A roundup of the current best and rest in film. In this installment: The Descent, Volver, For Your Consideration, A Prairie Home Companion.

The Descent (Marshall/UK/2005)
Snubbing current horror trends in spirit vengeance and torture snuff, Neil Marshall goes all vaginal on us with this rather penetrating follow up to his genre debut, the feral and bloody Dog Soldiers. The temptation to insert a group of men into the tight cracks of an underground cave system must’ve been overwhelming for Marshall, who previously enjoyed dispatching a team of soldiers by gruesome means, and not without a wicked sense of humour. Wisely enough though, he avoids the impregnation metaphors by throwing six thrill-seeking ladies into the deep end: their subterranean adventure a slow descent into the womb of madness, where the onset of darkness and claustrophobia force them to seek out the lower depths of their own depravity and propensity for violence. If having to contend with the uncharted regions of a cave network and their own pack bitchiness wasn’t enough, someone or something also lurks beneath. Happy to crib haute tension from the likes of Alien and Deliverance, Marshall’s pièce de résistance isn’t a chest burster or a backwoods ass rape, but a simple and effective understanding of the concept of pitch black. Sure, the monsters are frightening and the blood flows liberally, but it’s the suffocating darkness that really terrifies, so much so that you’ll want to come up for air. Needless to say, any sick fantasist can make a movie with a guy having his eyeball roasted by a blowtorch. Those kind of horror films are scary only because they make you fear for the human race. The Descent is scary as a marriage of every conceivable phobia, but it’s also a taut, economical and very thrilling exercise in filmmaking. That Marshall openly indulges in the shamelessness of entertainment speaks volumes in times where most other horror directors are secretly complicit in the violence they peddle. OPENS MARCH 8.—Tim Wong

Volver* (Almodovar/Spain/2006)
Penelope Cruz has the finest cleavage in world cinema, Pedro Almodovar says. Much less at home in the English idiom, despite her obvious charms, Cruz makes a stunning return to form as Volver’s Raimunda. In 2005 the Cannes Film Festival shared the Best Actress prize six ways with Volver’s cast, but this film is very PC. It’s all about Penelope Cruz, and along with Sister Maria Rosa (from All About My Mother), Raimunda is one of her great performances. Almodovar, Spain’s maestro, is working in a more minor key than his sublime Talk to Her. Volver (The Return) tells the story of restaurateur Raimunda and her sisterhood, “woman’s troubles.” Her late mother Irene (Women on the Verge of a Nervous Breakdown’s Carmen Maura) returns to her sister Sole (Lola Duenas). The action switches between Madrid and La Mancha (hometown of Don Quixote and Almodovar), which “has the highest rate of insanity per inhabitant”. The Uma Thurman to his Quentin Tarantino, Almodovar swooningly shoots Volver’s star. Providing the film’s head and heart, Raimunda is a plucky, clever, charming character. Among her obligations and trials is her teenage daughter Paula (Yohana Cobo). In a exceptional scene Raimunda bursts into the titular song her daughter hasn’t heard at a restaurant party. It’s a beautiful, everything’s all right moment. The trappings are, of course, classy, from Jose Alcaine’s lush fire-engine red cinematography to the ever excellent Alberto Iglesias’ eclectic score. “Tomorrow you’ll have food coming out your eyes,” Raimunda wittily tells an understandably smitten young man from a film crew who patronises her restaurant. Volver offers an abundance of tapas; it could have done with more meat though. Muy bien. IN THEATRES NOW.—Alexander Bisley

Alexander Bisley also reviews Volver for RNZ [here]

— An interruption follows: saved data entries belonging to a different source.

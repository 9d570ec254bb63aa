//! S3 object store.
//!
//! Works against AWS S3 and S3-compatible services (MinIO, R2). Custom
//! endpoints use path-style addressing.

use crate::ObjectStore;
use async_trait::async_trait;
use aws_credential_types::Credentials;
use aws_sdk_s3::config::SharedCredentialsProvider;
use aws_sdk_s3::presigning::PresigningConfig;
use aws_sdk_s3::primitives::ByteStream;
use aws_sdk_s3::{Client, Config};
use aws_types::region::Region;
use bytes::Bytes;
use genvault_error::{CloudError, CloudErrorKind, GenvaultResult};
use std::time::Duration;

const DEFAULT_REGION: &str = "us-east-1";

/// Connection settings for [`S3ObjectStore`].
#[derive(Debug, Clone, PartialEq, Eq)]
pub struct S3Settings {
    /// Bucket name
    pub bucket: String,
    /// Custom endpoint; `None` targets AWS
    pub endpoint: Option<String>,
    /// Region; defaults to `us-east-1`
    pub region: Option<String>,
    /// Static access key; `None` reads `AWS_ACCESS_KEY_ID`
    pub access_key: Option<String>,
    /// Static secret key
    pub secret_key: Option<String>,
}

/// Object store backed by an S3 bucket.
#[derive(Debug, Clone)]
pub struct S3ObjectStore {
    client: Client,
    bucket: String,
}

impl S3ObjectStore {
    /// Build a client from `settings`.
    ///
    /// # Errors
    ///
    /// Returns `InvalidConfig` if the bucket is empty or only one half of a
    /// static key pair is supplied.
    pub async fn new(settings: S3Settings) -> GenvaultResult<Self> {
        if settings.bucket.is_empty() {
            return Err(CloudError::new(CloudErrorKind::InvalidConfig(
                "S3 bucket cannot be empty".to_string(),
            ))
            .into());
        }

        let region = Region::new(
            settings
                .region
                .clone()
                .unwrap_or_else(|| DEFAULT_REGION.to_string()),
        );

        let (access_key, secret_key) = match (&settings.access_key, &settings.secret_key) {
            (Some(access_key), Some(secret_key)) => (access_key.clone(), secret_key.clone()),
            (None, None) => match (
                std::env::var("AWS_ACCESS_KEY_ID"),
                std::env::var("AWS_SECRET_ACCESS_KEY"),
            ) {
                (Ok(access_key), Ok(secret_key)) => (access_key, secret_key),
                _ => {
                    return Err(CloudError::new(CloudErrorKind::InvalidConfig(
                        "no S3 credentials configured or in AWS_ACCESS_KEY_ID/AWS_SECRET_ACCESS_KEY"
                            .to_string(),
                    ))
                    .into());
                }
            },
            _ => {
                return Err(CloudError::new(CloudErrorKind::InvalidConfig(
                    "access_key and secret_key must be set together".to_string(),
                ))
                .into());
            }
        };

        let credentials = Credentials::new(access_key, secret_key, None, None, "static");
        let mut builder = Config::builder()
            .credentials_provider(SharedCredentialsProvider::new(credentials))
            .region(region)
            .behavior_version_latest();
        if let Some(endpoint) = &settings.endpoint {
            // Required for MinIO and other S3-compatible services
            builder = builder.endpoint_url(endpoint).force_path_style(true);
        }
        let config = builder.build();

        tracing::info!(bucket = %settings.bucket, endpoint = ?settings.endpoint, "Created S3 object store");
        Ok(Self {
            client: Client::from_conf(config),
            bucket: settings.bucket,
        })
    }
}

#[async_trait]
impl ObjectStore for S3ObjectStore {
    fn backend_name(&self) -> &'static str {
        "s3"
    }

    #[tracing::instrument(skip(self, data), fields(bucket = %self.bucket, size = data.len()))]
    async fn put(&self, key: &str, data: Vec<u8>) -> GenvaultResult<()> {
        self.client
            .put_object()
            .bucket(&self.bucket)
            .key(key)
            .body(ByteStream::from(Bytes::from(data)))
            .send()
            .await
            .map_err(|e| CloudError::new(CloudErrorKind::Upload(format!("{key}: {e}"))))?;
        Ok(())
    }

    #[tracing::instrument(skip(self), fields(bucket = %self.bucket))]
    async fn get(&self, key: &str) -> GenvaultResult<Vec<u8>> {
        let response = self
            .client
            .get_object()
            .bucket(&self.bucket)
            .key(key)
            .send()
            .await
            .map_err(|e| {
                let missing = e
                    .as_service_error()
                    .map(|service| service.is_no_such_key())
                    .unwrap_or(false);
                if missing {
                    CloudError::new(CloudErrorKind::NotFound(key.to_string()))
                } else {
                    CloudError::new(CloudErrorKind::Download(format!("{key}: {e}")))
                }
            })?;

        let data = response
            .body
            .collect()
            .await
            .map_err(|e| CloudError::new(CloudErrorKind::Download(format!("{key}: {e}"))))?
            .into_bytes();
        Ok(data.to_vec())
    }

    #[tracing::instrument(skip(self), fields(bucket = %self.bucket))]
    async fn delete(&self, key: &str) -> GenvaultResult<bool> {
        let existed = self.exists(key).await?;
        self.client
            .delete_object()
            .bucket(&self.bucket)
            .key(key)
            .send()
            .await
            .map_err(|e| CloudError::new(CloudErrorKind::Delete(format!("{key}: {e}"))))?;
        Ok(existed)
    }

    async fn exists(&self, key: &str) -> GenvaultResult<bool> {
        match self
            .client
            .head_object()
            .bucket(&self.bucket)
            .key(key)
            .send()
            .await
        {
            Ok(_) => Ok(true),
            Err(e) => {
                let missing = e
                    .as_service_error()
                    .map(|service| service.is_not_found())
                    .unwrap_or(false);
                if missing {
                    Ok(false)
                } else {
                    Err(CloudError::new(CloudErrorKind::Download(format!("head {key}: {e}"))).into())
                }
            }
        }
    }

    async fn presign(&self, key: &str, expires_in: Duration) -> GenvaultResult<Option<String>> {
        let presigning = PresigningConfig::expires_in(expires_in)
            .map_err(|e| CloudError::new(CloudErrorKind::Presign(e.to_string())))?;
        let request = self
            .client
            .get_object()
            .bucket(&self.bucket)
            .key(key)
            .presigned(presigning)
            .await
            .map_err(|e| CloudError::new(CloudErrorKind::Presign(format!("{key}: {e}"))))?;
        Ok(Some(request.uri().to_string()))
    }
}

For Your Consideration (Guest/USA/2006)
In a well-considered departure from the banality of mockumentaries, Christopher Guest and ensemble try their hand at the Excruciating Comedy. Just in time for Awards season, For Your Consideration is as ditzy and deranged as anything else in the Guest canon, only corkscrewed to the point where you’ll have to look away. Whether it’s in Catherine O’Hara’s plasticized Marilyn Hack, Harry Shearer’s crest-white Victor Allan Miller, or Jane Lynch and Fred Willard’s odious pair of TV hosts, Guest has inflated his film with a cringe-worthiness audiences will recoil from in horror. The absurd overstatement of this film-within-a-film belongs to Home for Purim, a skewered Rockwellian drama about a dying Jewish mother and her closet lesbian daughter that’s beyond ludicrous. O’Hara plays the family matriarch whose performance gathers some potential Oscar momentum via the internet; soon, other cast members, including the always wonderful Parker Posey, are being spoken of in the same breath. These are train wreck personalities though, destined to be sucked into Hollywood’s vacuum, and then just as quickly spat out. The cruelty of the film is that as its laughter subsides, it becomes more painful to watch: the sight of Marilyn Hack succumbing to cleavage, fake tan and a Joan Rivers facelift, followed by the ignominy of one final blow to her career, makes for possibly the saddest demise of a character you’ll see all year. Evidently, if not cynically, it has dawned on Guest that at 58, and with most of his regulars in their fifties, his used-by-date in show business is drawing nearer by the year. For Your Consideration, at the blunt end of the spectrum, is his riposte to the ravages of time: whereas Entourage considers what hype and buzz does to a young actor when you’re ‘It’, young and hot, Guest’s film scathingly berates the stigma placed on middle age, particularly for women, in an industry as vapid and it is fickle. But there’s also fun to be had in the mid-life crisis, and Guest wastes no opportunity in having his ‘aging’ troupe play along: just try and not laugh at Shearer’s attempts to style himself like Ryan Seacrest, O’Hara’s whorish knock-off of Sharon Stone, Fred Willard’s amazement at cell phone technology, or John Michael Higgins’ discovery of email and the ‘world wide interweb’. OPENS FEB 15.—Tim Wong

A Prairie Home Companion (Altman/USA/2006)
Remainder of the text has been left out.